What is required –
Only the lines from the one with "async fn prepare(&self)" to the end of the material should be reproduced, exactly and in full, both ends included.

Records supplied –
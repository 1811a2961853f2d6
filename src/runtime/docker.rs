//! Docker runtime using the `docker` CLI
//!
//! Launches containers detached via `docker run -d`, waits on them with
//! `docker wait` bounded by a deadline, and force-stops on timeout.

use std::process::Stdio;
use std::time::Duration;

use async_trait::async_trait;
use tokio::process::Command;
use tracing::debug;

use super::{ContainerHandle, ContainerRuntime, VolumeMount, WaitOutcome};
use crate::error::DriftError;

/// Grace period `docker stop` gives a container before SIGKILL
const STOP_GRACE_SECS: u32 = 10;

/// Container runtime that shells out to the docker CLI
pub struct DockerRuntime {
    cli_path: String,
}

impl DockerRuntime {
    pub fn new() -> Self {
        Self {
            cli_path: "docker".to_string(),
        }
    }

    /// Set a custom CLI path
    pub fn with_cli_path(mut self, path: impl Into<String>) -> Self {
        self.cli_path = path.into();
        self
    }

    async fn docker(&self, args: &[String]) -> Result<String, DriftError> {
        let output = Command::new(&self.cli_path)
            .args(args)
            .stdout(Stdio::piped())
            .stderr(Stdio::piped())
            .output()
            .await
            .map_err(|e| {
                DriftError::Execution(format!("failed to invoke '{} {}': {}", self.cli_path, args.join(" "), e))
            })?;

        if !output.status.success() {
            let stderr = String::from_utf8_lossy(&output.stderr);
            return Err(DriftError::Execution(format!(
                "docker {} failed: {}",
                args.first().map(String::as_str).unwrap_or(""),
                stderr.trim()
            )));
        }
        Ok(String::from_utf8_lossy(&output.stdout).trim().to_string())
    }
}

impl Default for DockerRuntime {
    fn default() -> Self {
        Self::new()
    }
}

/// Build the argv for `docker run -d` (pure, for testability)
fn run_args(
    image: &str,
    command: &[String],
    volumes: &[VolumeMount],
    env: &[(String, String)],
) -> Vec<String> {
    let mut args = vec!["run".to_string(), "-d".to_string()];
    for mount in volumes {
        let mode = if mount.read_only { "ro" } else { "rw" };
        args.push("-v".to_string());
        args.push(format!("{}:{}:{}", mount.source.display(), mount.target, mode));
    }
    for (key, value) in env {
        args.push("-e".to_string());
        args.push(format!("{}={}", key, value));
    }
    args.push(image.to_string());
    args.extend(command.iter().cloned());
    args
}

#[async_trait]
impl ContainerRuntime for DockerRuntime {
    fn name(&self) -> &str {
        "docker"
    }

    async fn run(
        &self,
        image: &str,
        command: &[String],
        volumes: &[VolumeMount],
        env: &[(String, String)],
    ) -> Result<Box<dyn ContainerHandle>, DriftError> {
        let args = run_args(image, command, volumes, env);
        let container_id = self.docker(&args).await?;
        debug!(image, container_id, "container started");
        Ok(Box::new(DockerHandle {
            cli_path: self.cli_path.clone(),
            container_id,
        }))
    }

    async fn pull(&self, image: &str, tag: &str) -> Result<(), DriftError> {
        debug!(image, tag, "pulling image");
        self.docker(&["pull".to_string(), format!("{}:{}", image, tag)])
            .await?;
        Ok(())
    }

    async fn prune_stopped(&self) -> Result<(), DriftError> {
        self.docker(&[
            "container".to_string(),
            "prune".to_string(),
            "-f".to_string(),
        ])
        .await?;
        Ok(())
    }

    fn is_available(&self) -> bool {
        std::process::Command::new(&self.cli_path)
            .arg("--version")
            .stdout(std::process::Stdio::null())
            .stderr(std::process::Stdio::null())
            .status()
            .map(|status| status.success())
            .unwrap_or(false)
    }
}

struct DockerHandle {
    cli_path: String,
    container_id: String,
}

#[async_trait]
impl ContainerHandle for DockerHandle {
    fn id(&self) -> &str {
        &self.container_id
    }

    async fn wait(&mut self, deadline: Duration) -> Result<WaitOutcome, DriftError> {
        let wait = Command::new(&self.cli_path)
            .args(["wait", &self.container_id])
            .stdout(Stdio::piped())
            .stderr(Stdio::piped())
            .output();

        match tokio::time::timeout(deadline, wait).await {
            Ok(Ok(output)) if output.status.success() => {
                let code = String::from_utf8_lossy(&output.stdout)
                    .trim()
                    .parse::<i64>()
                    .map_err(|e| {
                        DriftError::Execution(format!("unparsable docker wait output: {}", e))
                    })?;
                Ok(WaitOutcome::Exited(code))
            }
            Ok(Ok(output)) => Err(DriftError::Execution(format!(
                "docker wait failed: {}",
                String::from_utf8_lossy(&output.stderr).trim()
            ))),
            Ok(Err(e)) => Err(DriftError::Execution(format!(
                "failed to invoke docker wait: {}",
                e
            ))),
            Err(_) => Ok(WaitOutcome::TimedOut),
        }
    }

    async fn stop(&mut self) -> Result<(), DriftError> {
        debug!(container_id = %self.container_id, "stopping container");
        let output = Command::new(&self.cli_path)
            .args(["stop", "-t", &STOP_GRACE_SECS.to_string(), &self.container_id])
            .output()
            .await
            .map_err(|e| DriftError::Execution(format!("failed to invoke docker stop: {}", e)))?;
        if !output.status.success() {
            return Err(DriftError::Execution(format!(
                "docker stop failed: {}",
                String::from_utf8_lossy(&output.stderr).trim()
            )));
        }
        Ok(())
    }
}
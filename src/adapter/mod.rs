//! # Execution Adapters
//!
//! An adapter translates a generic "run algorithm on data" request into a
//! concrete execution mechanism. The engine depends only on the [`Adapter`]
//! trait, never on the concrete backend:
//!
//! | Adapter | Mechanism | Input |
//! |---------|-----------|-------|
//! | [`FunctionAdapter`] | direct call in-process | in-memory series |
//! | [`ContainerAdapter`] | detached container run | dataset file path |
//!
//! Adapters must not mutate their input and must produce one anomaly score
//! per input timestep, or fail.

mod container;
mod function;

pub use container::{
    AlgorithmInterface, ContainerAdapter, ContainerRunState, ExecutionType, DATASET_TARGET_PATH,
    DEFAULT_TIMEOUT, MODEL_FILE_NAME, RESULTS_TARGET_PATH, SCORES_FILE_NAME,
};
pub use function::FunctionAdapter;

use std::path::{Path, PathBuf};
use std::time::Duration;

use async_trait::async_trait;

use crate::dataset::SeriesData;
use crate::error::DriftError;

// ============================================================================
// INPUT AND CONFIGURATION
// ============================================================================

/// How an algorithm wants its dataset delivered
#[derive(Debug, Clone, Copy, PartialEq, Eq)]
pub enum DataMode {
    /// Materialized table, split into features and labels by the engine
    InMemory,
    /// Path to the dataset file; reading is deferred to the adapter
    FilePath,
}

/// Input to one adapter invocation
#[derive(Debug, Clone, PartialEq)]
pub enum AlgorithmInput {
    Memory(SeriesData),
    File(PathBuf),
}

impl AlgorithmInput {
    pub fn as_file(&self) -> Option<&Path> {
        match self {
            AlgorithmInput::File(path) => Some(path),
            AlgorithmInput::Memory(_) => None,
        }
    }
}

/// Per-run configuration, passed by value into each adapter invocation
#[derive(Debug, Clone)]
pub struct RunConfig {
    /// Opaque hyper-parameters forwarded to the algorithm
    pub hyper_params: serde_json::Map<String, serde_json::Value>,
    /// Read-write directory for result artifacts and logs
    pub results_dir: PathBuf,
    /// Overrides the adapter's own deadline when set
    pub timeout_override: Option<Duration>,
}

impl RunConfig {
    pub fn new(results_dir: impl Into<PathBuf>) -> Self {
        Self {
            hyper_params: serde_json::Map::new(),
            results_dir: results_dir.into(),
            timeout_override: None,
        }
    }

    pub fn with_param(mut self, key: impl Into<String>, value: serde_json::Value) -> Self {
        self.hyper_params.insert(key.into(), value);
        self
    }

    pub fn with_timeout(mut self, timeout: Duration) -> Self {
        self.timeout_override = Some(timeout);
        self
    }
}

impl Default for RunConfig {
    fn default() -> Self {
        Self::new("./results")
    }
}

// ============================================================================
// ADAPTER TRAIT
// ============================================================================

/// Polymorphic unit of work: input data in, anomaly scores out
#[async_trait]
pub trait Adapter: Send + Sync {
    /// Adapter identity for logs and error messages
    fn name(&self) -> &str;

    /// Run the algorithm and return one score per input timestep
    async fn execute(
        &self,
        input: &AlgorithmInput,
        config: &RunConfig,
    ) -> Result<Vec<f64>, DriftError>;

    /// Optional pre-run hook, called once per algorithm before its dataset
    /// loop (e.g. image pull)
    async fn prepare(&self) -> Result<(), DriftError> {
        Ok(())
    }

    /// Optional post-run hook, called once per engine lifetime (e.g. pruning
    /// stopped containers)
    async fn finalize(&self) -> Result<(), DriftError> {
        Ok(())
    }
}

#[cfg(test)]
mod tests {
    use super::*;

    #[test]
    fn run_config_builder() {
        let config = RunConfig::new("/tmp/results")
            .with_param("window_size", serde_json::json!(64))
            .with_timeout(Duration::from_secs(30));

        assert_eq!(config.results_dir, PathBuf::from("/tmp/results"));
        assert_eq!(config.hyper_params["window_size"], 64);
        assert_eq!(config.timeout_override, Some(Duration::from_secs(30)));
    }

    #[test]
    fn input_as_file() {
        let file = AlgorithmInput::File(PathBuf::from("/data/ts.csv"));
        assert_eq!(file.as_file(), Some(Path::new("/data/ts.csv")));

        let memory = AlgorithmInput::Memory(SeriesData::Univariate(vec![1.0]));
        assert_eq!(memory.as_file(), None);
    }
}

Task answer –
    async fn prepare(&self) -> Result<(), DriftError> {
        Ok(())
    }

    /// Optional post-run hook, called once per engine lifetime (e.g. pruning
    /// stopped containers)
    async fn finalize(&self) -> Result<(), DriftError> {
        Ok(())
    }
}

#[cfg(test)]
mod tests {
    use super::*;

    #[test]
    fn run_config_builder() {
        let config = RunConfig::new("/tmp/results")
            .with_param("window_size", serde_json::json!(64))
            .with_timeout(Duration::from_secs(30));

        assert_eq!(config.results_dir, PathBuf::from("/tmp/results"));
        assert_eq!(config.hyper_params["window_size"], 64);
        assert_eq!(config.timeout_override, Some(Duration::from_secs(30)));
    }

    #[test]
    fn input_as_file() {
        let file = AlgorithmInput::File(PathBuf::from("/data/ts.csv"));
        assert_eq!(file.as_file(), Some(Path::new("/data/ts.csv")));

        let memory = AlgorithmInput::Memory(SeriesData::Univariate(vec![1.0]));
        assert_eq!(memory.as_file(), None);
    }
}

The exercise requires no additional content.